BEGIN Provided data
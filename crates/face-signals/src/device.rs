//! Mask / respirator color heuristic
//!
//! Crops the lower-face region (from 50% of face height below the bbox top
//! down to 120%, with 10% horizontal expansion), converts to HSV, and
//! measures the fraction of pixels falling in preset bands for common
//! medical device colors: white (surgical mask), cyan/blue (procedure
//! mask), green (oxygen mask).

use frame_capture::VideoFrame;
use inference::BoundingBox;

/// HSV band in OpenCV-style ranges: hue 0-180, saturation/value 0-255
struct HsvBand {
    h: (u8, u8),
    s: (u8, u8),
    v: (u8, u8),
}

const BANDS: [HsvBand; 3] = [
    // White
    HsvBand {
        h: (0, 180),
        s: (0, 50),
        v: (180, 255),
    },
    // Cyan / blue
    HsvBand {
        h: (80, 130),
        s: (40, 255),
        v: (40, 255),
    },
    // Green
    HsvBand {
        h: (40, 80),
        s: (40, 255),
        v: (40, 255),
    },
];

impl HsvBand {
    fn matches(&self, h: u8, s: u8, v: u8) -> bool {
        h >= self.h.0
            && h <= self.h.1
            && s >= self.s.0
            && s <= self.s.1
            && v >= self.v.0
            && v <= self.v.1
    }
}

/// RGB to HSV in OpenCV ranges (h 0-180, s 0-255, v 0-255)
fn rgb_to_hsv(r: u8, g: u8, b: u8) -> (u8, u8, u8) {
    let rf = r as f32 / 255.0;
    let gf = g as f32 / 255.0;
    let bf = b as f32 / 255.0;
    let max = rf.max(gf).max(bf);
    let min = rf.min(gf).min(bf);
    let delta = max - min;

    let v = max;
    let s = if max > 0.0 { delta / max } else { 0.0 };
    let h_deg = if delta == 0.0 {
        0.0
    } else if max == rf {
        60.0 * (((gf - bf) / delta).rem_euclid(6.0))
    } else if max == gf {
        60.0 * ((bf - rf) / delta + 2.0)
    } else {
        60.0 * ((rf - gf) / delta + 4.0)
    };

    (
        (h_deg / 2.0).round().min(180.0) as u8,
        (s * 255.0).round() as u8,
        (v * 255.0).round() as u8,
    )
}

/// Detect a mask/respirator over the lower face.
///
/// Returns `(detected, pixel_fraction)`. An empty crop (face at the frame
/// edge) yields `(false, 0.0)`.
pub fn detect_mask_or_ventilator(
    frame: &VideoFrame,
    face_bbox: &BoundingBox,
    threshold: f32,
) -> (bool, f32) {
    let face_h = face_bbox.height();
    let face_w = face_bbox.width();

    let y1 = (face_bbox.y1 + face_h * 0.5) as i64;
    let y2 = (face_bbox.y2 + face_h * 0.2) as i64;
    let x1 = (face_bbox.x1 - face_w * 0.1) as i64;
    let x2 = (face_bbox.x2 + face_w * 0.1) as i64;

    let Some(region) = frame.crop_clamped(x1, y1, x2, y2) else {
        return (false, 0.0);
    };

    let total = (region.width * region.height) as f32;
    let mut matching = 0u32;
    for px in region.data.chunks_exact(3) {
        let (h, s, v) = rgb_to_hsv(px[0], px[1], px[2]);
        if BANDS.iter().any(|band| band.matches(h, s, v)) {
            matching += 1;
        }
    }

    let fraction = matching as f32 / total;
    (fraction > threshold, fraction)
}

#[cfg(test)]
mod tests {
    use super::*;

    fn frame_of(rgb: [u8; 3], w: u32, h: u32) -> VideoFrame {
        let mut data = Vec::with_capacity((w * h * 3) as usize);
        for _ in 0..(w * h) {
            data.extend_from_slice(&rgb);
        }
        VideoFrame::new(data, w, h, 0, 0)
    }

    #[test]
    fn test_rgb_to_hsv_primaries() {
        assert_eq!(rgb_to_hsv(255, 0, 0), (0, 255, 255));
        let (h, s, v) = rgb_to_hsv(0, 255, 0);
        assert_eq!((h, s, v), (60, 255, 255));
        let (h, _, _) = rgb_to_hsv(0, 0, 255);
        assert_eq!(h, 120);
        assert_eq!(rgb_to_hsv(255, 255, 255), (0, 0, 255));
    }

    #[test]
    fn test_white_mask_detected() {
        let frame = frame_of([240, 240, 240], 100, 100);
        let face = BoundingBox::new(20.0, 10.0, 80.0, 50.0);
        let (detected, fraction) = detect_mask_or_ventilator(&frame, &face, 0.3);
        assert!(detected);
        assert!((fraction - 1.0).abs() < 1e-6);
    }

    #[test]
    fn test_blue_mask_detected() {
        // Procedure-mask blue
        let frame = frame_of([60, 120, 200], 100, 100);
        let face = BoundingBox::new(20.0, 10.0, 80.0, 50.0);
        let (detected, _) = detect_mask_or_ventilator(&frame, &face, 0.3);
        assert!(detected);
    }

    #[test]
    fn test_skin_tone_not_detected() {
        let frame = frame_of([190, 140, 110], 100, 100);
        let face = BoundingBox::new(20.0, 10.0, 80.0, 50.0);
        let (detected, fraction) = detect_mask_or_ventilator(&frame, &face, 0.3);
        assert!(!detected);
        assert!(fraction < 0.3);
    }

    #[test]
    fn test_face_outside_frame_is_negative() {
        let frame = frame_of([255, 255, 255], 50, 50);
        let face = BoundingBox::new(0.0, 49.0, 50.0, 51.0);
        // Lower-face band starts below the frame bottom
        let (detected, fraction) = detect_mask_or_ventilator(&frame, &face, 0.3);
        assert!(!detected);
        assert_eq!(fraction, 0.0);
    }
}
END Provided data
## What you have to do
Please give the data again in full, exactly as written.

## Task answer
filename crates/face-signals/src/device.rs
//! Mask / respirator color heuristic
//!
//! Crops the lower-face region (from 50% of face height below the bbox top
//! down to 120%, with 10% horizontal expansion), converts to HSV, and
//! measures the fraction of pixels falling in preset bands for common
//! medical device colors: white (surgical mask), cyan/blue (procedure
//! mask), green (oxygen mask).

use frame_capture::VideoFrame;
use inference::BoundingBox;

/// HSV band in OpenCV-style ranges: hue 0-180, saturation/value 0-255
struct HsvBand {
    h: (u8, u8),
    s: (u8, u8),
    v: (u8, u8),
}

const BANDS: [HsvBand; 3] = [
    // White
    HsvBand {
        h: (0, 180),
        s: (0, 50),
        v: (180, 255),
    },
    // Cyan / blue
    HsvBand {
        h: (80, 130),
        s: (40, 255),
        v: (40, 255),
    },
    // Green
    HsvBand {
        h: (40, 80),
        s: (40, 255),
        v: (40, 255),
    },
];

impl HsvBand {
    fn matches(&self, h: u8, s: u8, v: u8) -> bool {
        h >= self.h.0
            && h <= self.h.1
            && s >= self.s.0
            && s <= self.s.1
            && v >= self.v.0
            && v <= self.v.1
    }
}

/// RGB to HSV in OpenCV ranges (h 0-180, s 0-255, v 0-255)
fn rgb_to_hsv(r: u8, g: u8, b: u8) -> (u8, u8, u8) {
    let rf = r as f32 / 255.0;
    let gf = g as f32 / 255.0;
    let bf = b as f32 / 255.0;
    let max = rf.max(gf).max(bf);
    let min = rf.min(gf).min(bf);
    let delta = max - min;

    let v = max;
    let s = if max > 0.0 { delta / max } else { 0.0 };
    let h_deg = if delta == 0.0 {
        0.0
    } else if max == rf {
        60.0 * (((gf - bf) / delta).rem_euclid(6.0))
    } else if max == gf {
        60.0 * ((bf - rf) / delta + 2.0)
    } else {
        60.0 * ((rf - gf) / delta + 4.0)
    };

    (
        (h_deg / 2.0).round().min(180.0) as u8,
        (s * 255.0).round() as u8,
        (v * 255.0).round() as u8,
    )
}

/// Detect a mask/respirator over the lower face.
///
/// Returns `(detected, pixel_fraction)`. An empty crop (face at the frame
/// edge) yields `(false, 0.0)`.
pub fn detect_mask_or_ventilator(
    frame: &VideoFrame,
    face_bbox: &BoundingBox,
    threshold: f32,
) -> (bool, f32) {
    let face_h = face_bbox.height();
    let face_w = face_bbox.width();

    let y1 = (face_bbox.y1 + face_h * 0.5) as i64;
    let y2 = (face_bbox.y2 + face_h * 0.2) as i64;
    let x1 = (face_bbox.x1 - face_w * 0.1) as i64;
    let x2 = (face_bbox.x2 + face_w * 0.1) as i64;

    let Some(region) = frame.crop_clamped(x1, y1, x2, y2) else {
        return (false, 0.0);
    };

    let total = (region.width * region.height) as f32;
    let mut matching = 0u32;
    for px in region.data.chunks_exact(3) {
        let (h, s, v) = rgb_to_hsv(px[0], px[1], px[2]);
        if BANDS.iter().any(|band| band.matches(h, s, v)) {
            matching += 1;
        }
    }

    let fraction = matching as f32 / total;
    (fraction > threshold, fraction)
}

#[cfg(test)]
mod tests {
    use super::*;

    fn frame_of(rgb: [u8; 3], w: u32, h: u32) -> VideoFrame {
        let mut data = Vec::with_capacity((w * h * 3) as usize);
        for _ in 0..(w * h) {
            data.extend_from_slice(&rgb);
        }
        VideoFrame::new(data, w, h, 0, 0)
    }

    #[test]
    fn test_rgb_to_hsv_primaries() {
        assert_eq!(rgb_to_hsv(255, 0, 0), (0, 255, 255));
        let (h, s, v) = rgb_to_hsv(0, 255, 0);
        assert_eq!((h, s, v), (60, 255, 255));
        let (h, _, _) = rgb_to_hsv(0, 0, 255);
        assert_eq!(h, 120);
        assert_eq!(rgb_to_hsv(255, 255, 255), (0, 0, 255));
    }

    #[test]
    fn test_white_mask_detected() {
        let frame = frame_of([240, 240, 240], 100, 100);
        let face = BoundingBox::new(20.0, 10.0, 80.0, 50.0);
        let (detected, fraction) = detect_mask_or_ventilator(&frame, &face, 0.3);
        assert!(detected);
        assert!((fraction - 1.0).abs() < 1e-6);
    }

    #[test]
    fn test_blue_mask_detected() {
        // Procedure-mask blue
        let frame = frame_of([60, 120, 200], 100, 100);
        let face = BoundingBox::new(20.0, 10.0, 80.0, 50.0);
        let (detected, _) = detect_mask_or_ventilator(&frame, &face, 0.3);
        assert!(detected);
    }

    #[test]
    fn test_skin_tone_not_detected() {
        let frame = frame_of([190, 140, 110], 100, 100);
        let face = BoundingBox::new(20.0, 10.0, 80.0, 50.0);
        let (detected, fraction) = detect_mask_or_ventilator(&frame, &face, 0.3);
        assert!(!detected);
        assert!(fraction < 0.3);
    }

    #[test]
    fn test_face_outside_frame_is_negative() {
        let frame = frame_of([255, 255, 255], 50, 50);
        let face = BoundingBox::new(0.0, 49.0, 50.0, 51.0);
        // Lower-face band starts below the frame bottom
        let (detected, fraction) = detect_mask_or_ventilator(&frame, &face, 0.3);
        assert!(!detected);
        assert_eq!(fraction, 0.0);
    }
}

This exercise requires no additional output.